Caitlyn  Brazill, executive vice president for development and communications for Per  Scholas, which provides technology training for people underrepresented in tech  fields, said ethnic diversity is essential to an equitable city, one in which  every person can thrive. To that end, Per Scholas classrooms "teach skills to  create lifelong learners through technology," she said. "Skills like  problem-solving and critical thinking are essential to understand for the long  term."

Per  Scholas has partnered with companies to offer classes on cybersecurity followed  by apprenticeships, so students are ready for full-time work after they  complete the program. "There's a motivation for employers to think about hiring  creative people with tech skills," she said.

Housing

The  power of data to illuminate housing needs and issues cannot be overlooked,  several speakers observed.

Regina  Nippert, executive director of the Budd Center at Southern Methodist  University, which seeks to support children living in poverty, said "we need a  multi-sector partnership to have a collective impact" on whatever problem might  be the focus of discussion. Additionally, she said, "Data have to be in context  ... or it's just noise."
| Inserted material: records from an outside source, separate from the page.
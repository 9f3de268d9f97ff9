//! Ring buffer for trace records.
//!
//! Keeps the most recent records, discarding the oldest once full.

use std::collections::VecDeque;

use super::record::{TraceEvent, TraceRecord};

// =============================================================================
// Trace Buffer
// =============================================================================

/// A ring buffer of trace records.
#[derive(Clone, Debug)]
pub struct TraceBuffer {
    /// The records, oldest first.
    records: VecDeque<TraceRecord>,
    /// Maximum number of records to store.
    max_size: usize,
    /// Next record ID to assign.
    next_id: u64,
}

impl TraceBuffer {
    /// Creates a new trace buffer with the given maximum size.
    #[must_use]
    pub fn new(max_size: usize) -> Self {
        Self {
            records: VecDeque::with_capacity(max_size.min(1024)),
            max_size,
            next_id: 0,
        }
    }

    /// Pushes a new event to the buffer.
    ///
    /// Returns the assigned record ID.
    pub fn push(&mut self, timestamp_ns: u64, event: TraceEvent) -> u64 {
        let id = self.next_id;
        self.next_id += 1;

        if self.max_size == 0 {
            return id;
        }
        while self.records.len() >= self.max_size {
            self.records.pop_front();
        }
        self.records
            .push_back(TraceRecord::new(id, timestamp_ns, event));
        id
    }

    /// Returns the number of records in the buffer.
    #[must_use]
    pub fn len(&self) -> usize {
        self.records.len()
    }

    /// Returns true if the buffer is empty.
    #[must_use]
    pub fn is_empty(&self) -> bool {
        self.records.is_empty()
    }

    /// Clears all records from the buffer.
    pub fn clear(&mut self) {
        self.records.clear();
        // ids keep increasing across clears
    }

    /// Returns an iterator over all records, oldest first.
    pub fn iter(&self) -> impl Iterator<Item = &TraceRecord> {
        self.records.iter()
    }

    /// Returns the most recent record.
    #[must_use]
    pub fn last(&self) -> Option<&TraceRecord> {
        self.records.back()
    }

    /// Returns the most recent N records.
    #[must_use]
    pub fn recent(&self, count: usize) -> Vec<&TraceRecord> {
        let start = self.records.len().saturating_sub(count);
        self.records.iter().skip(start).collect()
    }

    /// Returns records matching a predicate.
    pub fn filter<F>(&self, predicate: F) -> Vec<&TraceRecord>
    where
        F: Fn(&TraceRecord) -> bool,
    {
        self.records.iter().filter(|r| predicate(r)).collect()
    }

    /// Returns records of a specific event type.
    #[must_use]
    pub fn by_event_type(&self, event_type: &str) -> Vec<&TraceRecord> {
        self.filter(|r| r.event_type() == event_type)
    }

    /// Returns buffer statistics.
    #[must_use]
    pub fn stats(&self) -> TraceBufferStats {
        TraceBufferStats {
            record_count: self.records.len(),
            max_size: self.max_size,
            total_recorded: self.next_id,
        }
    }
}

impl Default for TraceBuffer {
    fn default() -> Self {
        Self::new(10_000)
    }
}

/// Statistics about a trace buffer.
#[derive(Clone, Copy, Debug, PartialEq, Eq)]
pub struct TraceBufferStats {
    /// Records currently held.
    pub record_count: usize,
    /// Capacity.
    pub max_size: usize,
    /// Records ever pushed, evicted ones included.
    pub total_recorded: u64,
}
Nippert  highlighted the National Neighborhood Indicators Partnership, housed at the  Urban Institute, as an example of how data can be used to support neighborhoods  and help residents define their own communities. The NNIP is a network of  organizations that work collaboratively to support community improvement. When  organizations work together, she said, it becomes easier to "identify what's  here that works and how do we build on that.
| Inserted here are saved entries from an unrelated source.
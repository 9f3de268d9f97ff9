//! Integration tests for spawning and think scheduling

use progsvm_foundation::ErrorKind;

use crate::blinker;

#[test]
fn worldspawn_schedules_first_think() {
    let mut w = blinker();
    let e = w.start();

    let vm = w.session.vm();
    let name = vm.entities().get(e, w.classname).unwrap().as_string();
    assert_eq!(vm.string(name), "blinker");
    assert_eq!(w.float(e, w.nextthink), 0.25);
    assert_eq!(w.think_of(e), w.blink_on);
    assert!(vm.is_active());
}

#[test]
fn state_alternates_frames_each_interval() {
    let mut w = blinker();
    let e = w.start();

    assert_eq!(w.session.run_frame(0.25).unwrap(), 1);
    assert_eq!(w.float(e, w.frame), 1.0);
    assert_eq!(w.think_of(e), w.blink_off);
    assert_eq!(w.float(e, w.nextthink), 0.5);

    assert_eq!(w.session.run_frame(0.25).unwrap(), 1);
    assert_eq!(w.float(e, w.frame), 0.0);
    assert_eq!(w.think_of(e), w.blink_on);
    assert_eq!(w.float(e, w.nextthink), 0.75);
}

#[test]
fn long_frames_still_think_once() {
    let mut w = blinker();
    let e = w.start();

    for _ in 0..4 {
        assert_eq!(w.session.run_frame(1.0).unwrap(), 1);
    }
    assert_eq!(w.count(), 4.0);
    assert_eq!(w.session.time(), 4.0);
    assert_eq!(w.session.frame_count(), 4);
    assert_eq!(w.float(e, w.frame), 0.0);
}

#[test]
fn short_frames_wait_for_schedule() {
    let mut w = blinker();
    w.start();

    let thinks: usize = (0..8).map(|_| w.session.run_frame(0.125).unwrap()).sum();
    assert_eq!(thinks, 4);
    assert_eq!(w.count(), 4.0);
}

#[test]
fn builtin_error_surfaces_from_call() {
    let mut w = blinker();
    w.start();

    let err = w.session.call("crash").unwrap_err();
    assert!(matches!(&err.kind, ErrorKind::Builtin(m) if m == "lamp broke"));
    let output = w.session.vm().output().join("");
    assert!(output.contains("error in crash: lamp broke"));
    assert_eq!(w.session.vm().depth(), 0);

    assert_eq!(w.session.run_frame(0.25).unwrap(), 1);
}

#[test]
fn dumps_and_profile_describe_the_world() {
    let mut w = blinker();
    let e = w.start();
    w.session.run_frame(0.25).unwrap();

    let dump = w.session.dump_entity(e).unwrap();
    assert!(dump.contains("\"blinker\""), "{dump}");
    assert!(dump.contains("blink_off()"), "{dump}");
    assert!(w.session.profile_report(10).contains("worldspawn"));
}
//! Value cells, identifiers, fat addresses, strings, and errors for progsvm.
//!
//! This crate provides:
//! - [`Cell`] - The untyped 4-byte slot every program value lives in
//! - [`EntityIndex`], [`FunctionId`], [`StringId`] - Typed views of cell contents
//! - [`FieldAddress`] - Packed entity-record + field-offset pointers
//! - [`StringTable`] - The interned string pool
//! - [`DefType`] - Type tags of global and field definitions
//! - [`Error`] - Fatal execution errors with diagnostic context
//! - [`ofs`] - Well-known global segment offsets

#![warn(missing_docs)]
#![warn(clippy::all)]
#![warn(clippy::pedantic)]

pub mod entity;
pub mod error;
pub mod intern;
pub mod ofs;
pub mod types;
pub mod value;

pub use entity::{EntityIndex, FieldAddress};
pub use error::{Error, ErrorContext, ErrorKind, VmLimit};
pub use intern::{StringId, StringTable};
pub use types::DefType;
pub use value::{Cell, FunctionId, Vec3};

/// Result type for progsvm operations.
pub type Result<T> = std::result::Result<T, Error>;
"Data  are useful in context and in relationships, and useful for shared objectives,"  she added.

Tiffany  Manuel, vice president for Knowledge, Impact and Strategy at Enterprise  Community Partners, said data can help communities recognize the need for  affordable housing and create spaces that are welcoming and practical. "We can  share the vision of how we want a community to look through real-time data,"  she said. "We can use data and technology for engagement with conversations to  discuss community benefits. We can look at data to see how many housing units  were built, or how much money was deployed. We can ... compare that neighborhood  with others around the country and look what happened in that community in five  years."

And  housing necessarily relates to transportation, said Tim Fleming, director of  Enterprise Sustainability for AT&T. Noting that by 2030, the majority of  the U.S.'s population will be employed in urban areas, the need for efficient  and available systems to move workers where they need to be is paramount.  "Technology can help transit systems get people from point A to point B," he  said.

In the end, those at the symposium agreed that the "disruption" that is occurring  creates opportunities as well as challenges.

"We  must help investors think of social and financial returns," Manuel said. "Are  neighborhoods becoming stronger? Investors want financial and social returns.  They want data which show their return on investment outcomes."